Security for the revolver will be first liens on substantially all of the company's assets. These liens will be pari passu with the liens securing the new term loan but the revolver will rank as "first out" and the term loan will rank as "last out."

The filing also said that a traditional first-lien/second-lien structure could be considered if necessary to raise the new revolver.

Six Flags loan lenders being repaid

Under Six Flags' bankruptcy plan, existing credit facility obligations will be repaid in full by distribution of the new term loan and shares of common stock having a value equal to the balance of such claim and representing 92% of the issued and outstanding new common stock.

"Loan guys are the guys that will be owning this thing," one of the traders remarked.

All claims other than the credit facility obligations will be unimpaired.

Noteholders will receive shares of the company's new common stock in the reorganization.

Meanwhile, the company's existing equity holders will receive no recovery.

Six Flags is a New York-based regional theme park company.

LCDX dips

Also in trading, the LCDX 12 index was a little softer on Monday as equities were lower, according to a trader.

The index was quoted at 87.10 bid, 87.40 offered, down from Friday's levels of 87.60 bid, 87.90 offered, the trader said.
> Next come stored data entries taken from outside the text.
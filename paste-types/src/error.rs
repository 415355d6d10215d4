//! Error types for pastebox wire types.

use thiserror::Error;

/// Errors that can occur while encoding or parsing wire types.
#[derive(Debug, Error)]
pub enum PasteError {
    /// JSON serialization failed
    #[error("serialization failed: {0}")]
    Serialization(#[source] serde_json::Error),

    /// JSON deserialization failed
    #[error("failed to decode data: {0}")]
    Deserialization(#[source] serde_json::Error),

    /// Data size string could not be parsed
    #[error("invalid data size {input:?}: {reason}")]
    InvalidByteSize {
        /// The rejected input.
        input: String,
        /// Why it was rejected.
        reason: &'static str,
    },
}
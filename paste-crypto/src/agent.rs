//! External asymmetric-crypto agents.
//!
//! The envelope cipher never talks to OpenPGP directly; it asks an
//! [`AsymmetricAgent`] to wrap or unwrap the session key for a recipient
//! identity. [`GpgAgent`] is the production adapter and shells out to a
//! `gpg`-compatible binary.

use std::process::Stdio;

use async_trait::async_trait;
use tokio::io::AsyncWriteExt;
use tokio::process::Command;
use tracing::debug;

use crate::CryptoError;

/// Executable used when no agent path is configured.
pub const DEFAULT_GPG_EXECUTABLE: &str = "gpg";

/// Encrypts and decrypts small payloads for a recipient identity.
#[async_trait]
pub trait AsymmetricAgent: Send + Sync {
    /// Encrypt `plaintext` so only `identity` can read it.
    async fn encrypt_for(&self, identity: &str, plaintext: &[u8]) -> Result<Vec<u8>, CryptoError>;

    /// Decrypt `ciphertext` with the secret key belonging to `identity`.
    async fn decrypt_for(&self, identity: &str, ciphertext: &[u8])
        -> Result<Vec<u8>, CryptoError>;
}

/// Runs a `gpg`-compatible executable as a subprocess.
///
/// Input goes in on stdin, output comes back on stdout. Success is decided by
/// the exit status alone: gpg prints progress to stderr even when it works.
#[derive(Debug, Clone)]
pub struct GpgAgent {
    executable: String,
}

impl Default for GpgAgent {
    fn default() -> Self {
        Self::new(DEFAULT_GPG_EXECUTABLE)
    }
}

impl GpgAgent {
    /// Create an agent that runs `executable`.
    pub fn new(executable: impl Into<String>) -> Self {
        Self {
            executable: executable.into(),
        }
    }

    /// The configured executable.
    pub fn executable(&self) -> &str {
        &self.executable
    }

    fn failure(&self, stderr: impl Into<String>, reason: impl ToString) -> CryptoError {
        CryptoError::AgentFailed {
            executable: self.executable.clone(),
            stderr: stderr.into(),
            reason: reason.to_string(),
        }
    }

    async fn run(&self, args: &[&str], input: &[u8]) -> Result<Vec<u8>, CryptoError> {
        debug!(executable = %self.executable, ?args, "Running asymmetric agent");

        let mut child = Command::new(&self.executable)
            .args(args)
            .stdin(Stdio::piped())
            .stdout(Stdio::piped())
            .stderr(Stdio::piped())
            .kill_on_drop(true)
            .spawn()
            .map_err(|e| self.failure("", e))?;

        let mut stdin = child
            .stdin
            .take()
            .ok_or_else(|| self.failure("", "stdin was not captured"))?;

        // Feed stdin while stdout drains so a large payload cannot deadlock on
        // a full pipe.
        let input = input.to_vec();
        let writer = tokio::spawn(async move {
            stdin.write_all(&input).await?;
            stdin.shutdown().await
        });

        let output = child
            .wait_with_output()
            .await
            .map_err(|e| self.failure("", e))?;
        let stderr = String::from_utf8_lossy(&output.stderr).trim().to_string();

        if !output.status.success() {
            return Err(self.failure(stderr, output.status));
        }

        match writer.await {
            Ok(Ok(())) => Ok(output.stdout),
            Ok(Err(e)) => Err(self.failure(stderr, e)),
            Err(e) => Err(self.failure(stderr, e)),
        }
    }
}

#[async_trait]
impl AsymmetricAgent for GpgAgent {
    async fn encrypt_for(&self, identity: &str, plaintext: &[u8]) -> Result<Vec<u8>, CryptoError> {
        self.run(&["--encrypt", "-r", identity], plaintext).await
    }

    async fn decrypt_for(
        &self,
        identity: &str,
        ciphertext: &[u8],
    ) -> Result<Vec<u8>, CryptoError> {
        self.run(&["--decrypt", "-r", identity], ciphertext).await
    }
}

#[cfg(all(test, unix))]
mod tests {
    use super::*;
    use std::os::unix::fs::PermissionsExt;
    use std::path::Path;
    use tempfile::TempDir;

    fn script(dir: &Path, name: &str, body: &str) -> String {
        let path = dir.join(name);
        std::fs::write(&path, format!("#!/bin/sh\n{body}\n")).unwrap();
        std::fs::set_permissions(&path, std::fs::Permissions::from_mode(0o755)).unwrap();
        path.to_string_lossy().into_owned()
    }

    #[tokio::test]
    async fn passes_input_through_stdin() {
        let dir = TempDir::new().unwrap();
        let agent = GpgAgent::new(script(dir.path(), "agent", "cat"));

        let out = agent.encrypt_for("alice", b"session key").await.unwrap();

        assert_eq!(out, b"session key");
    }

    #[tokio::test]
    async fn passes_identity_as_recipient() {
        let dir = TempDir::new().unwrap();
        let agent = GpgAgent::new(script(dir.path(), "agent", "cat >/dev/null\necho \"$@\""));

        let enc = agent.encrypt_for("alice@example.com", b"x").await.unwrap();
        let dec = agent.decrypt_for("alice@example.com", b"x").await.unwrap();

        assert_eq!(enc, b"--encrypt -r alice@example.com\n");
        assert_eq!(dec, b"--decrypt -r alice@example.com\n");
    }

    #[tokio::test]
    async fn stderr_alone_is_not_a_failure() {
        let dir = TempDir::new().unwrap();
        let agent = GpgAgent::new(script(
            dir.path(),
            "agent",
            "cat\necho 'gpg: encrypted with 2048-bit RSA key' >&2",
        ));

        let out = agent.decrypt_for("alice", b"payload").await.unwrap();

        assert_eq!(out, b"payload");
    }

    #[tokio::test]
    async fn non_zero_exit_includes_stderr() {
        let dir = TempDir::new().unwrap();
        let agent = GpgAgent::new(script(
            dir.path(),
            "agent",
            "echo 'gpg: bob: skipped: No public key' >&2\nexit 2",
        ));

        let err = agent.encrypt_for("bob", b"payload").await.unwrap_err();

        match err {
            CryptoError::AgentFailed { stderr, .. } => {
                assert_eq!(stderr, "gpg: bob: skipped: No public key");
            }
            other => panic!("expected AgentFailed, got {other:?}"),
        }
    }

    #[tokio::test]
    async fn missing_executable_fails() {
        let dir = TempDir::new().unwrap();
        let missing = dir.path().join("no-such-gpg");
        let agent = GpgAgent::new(missing.to_string_lossy());

        assert!(matches!(
            agent.encrypt_for("alice", b"x").await,
            Err(CryptoError::AgentFailed { .. })
        ));
    }

    #[tokio::test]
    async fn large_payload_does_not_deadlock() {
        let dir = TempDir::new().unwrap();
        let agent = GpgAgent::new(script(dir.path(), "agent", "cat"));
        let payload = vec![0x42u8; 1 << 20];

        let out = agent.encrypt_for("alice", &payload).await.unwrap();

        assert_eq!(out.len(), payload.len());
    }
}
As for stocks, Nasdaq closed down 42.42 points, or 2.28%, Dow Jones Industrial Average closed down 187.13 points, or 2.13%, S&P 500 closed down 22.49 points, or 2.38%, and NYSE closed down 181.35 points, or 2.95%.

USI launching new loan

Switching to new deal happenings, USI has scheduled a conference call for Tuesday to launch syndication of its proposed roughly $117 million incremental senior secured term loan, an informed source told Prospect News on Monday.

The term loan is talked at Libor plus 575 basis points with an original issue discount of 90, the source said, adding that there is no Libor floor.

Other terms of the loan will be substantially the same as the company's existing term loan B, including the maturity of May 2014.

Goldman Sachs is the lead bank on the deal that will be used to fund a cash tender offer for up to $100 million of the company's outstanding senior floating-rate notes due 2014 and 9.75% senior subordinated notes due 2015.

USI is a Briarcliff Manor, N.Y.-based distributor of property and casualty insurance and employee benefits products.

BRSP overfills

BRSP's proposed $275 million five-year senior secured term loan (BB-) was more than two times oversubscribed by Monday's commitment deadline as investors were attracted to the pricing and the original issue discount, according to a market source.

Price talk on the loan is Libor plus 450 bps with a 3% floor and an original issue discount in the 92 to 93 area.

There is call protection of 104 in year one, 102 in year two and 101 in year three.

Covenants include a debt service coverage ratio.

Barclays Capital is the lead bank on the deal, which will be used to refinance an existing term loan that was put in place in 2006.

BRSP is a special purpose entity covering two gas-fired power plants - Broad River and South Point - that are operated by Calpine Corp.

Neiman upfront fee emerges

Neiman Marcus Inc. is offering lenders 150 basis points upfront for commitments of $50 million towards its in-market $500 million asset-based revolving credit facility, according to a market source.

The revolver, which was launched into syndication last Thursday, is being led by Bank of America and Wells Fargo.

As was previously reported, price talk on the revolver is Libor plus 425 bps, with an unused fee that can range from 75 bps to 100 bps based on availability.

Proceeds will be used to refinance the company's existing $600 million asset-based revolver that matures on Oct. 6, 2010.

Pricing on the existing revolver that will be replaced through this new deal can only reach a high of Libor plus 175 bps and has an unused fee that can range from 25 bps to 37.5 bps.

As of May 2, the company had no borrowings outstanding under its existing asset-based revolver and had over $500 million of unused borrowing availability, after giving effect to $30 million used for letters of credit.

Neiman is a Dallas-based high-end specialty retailer.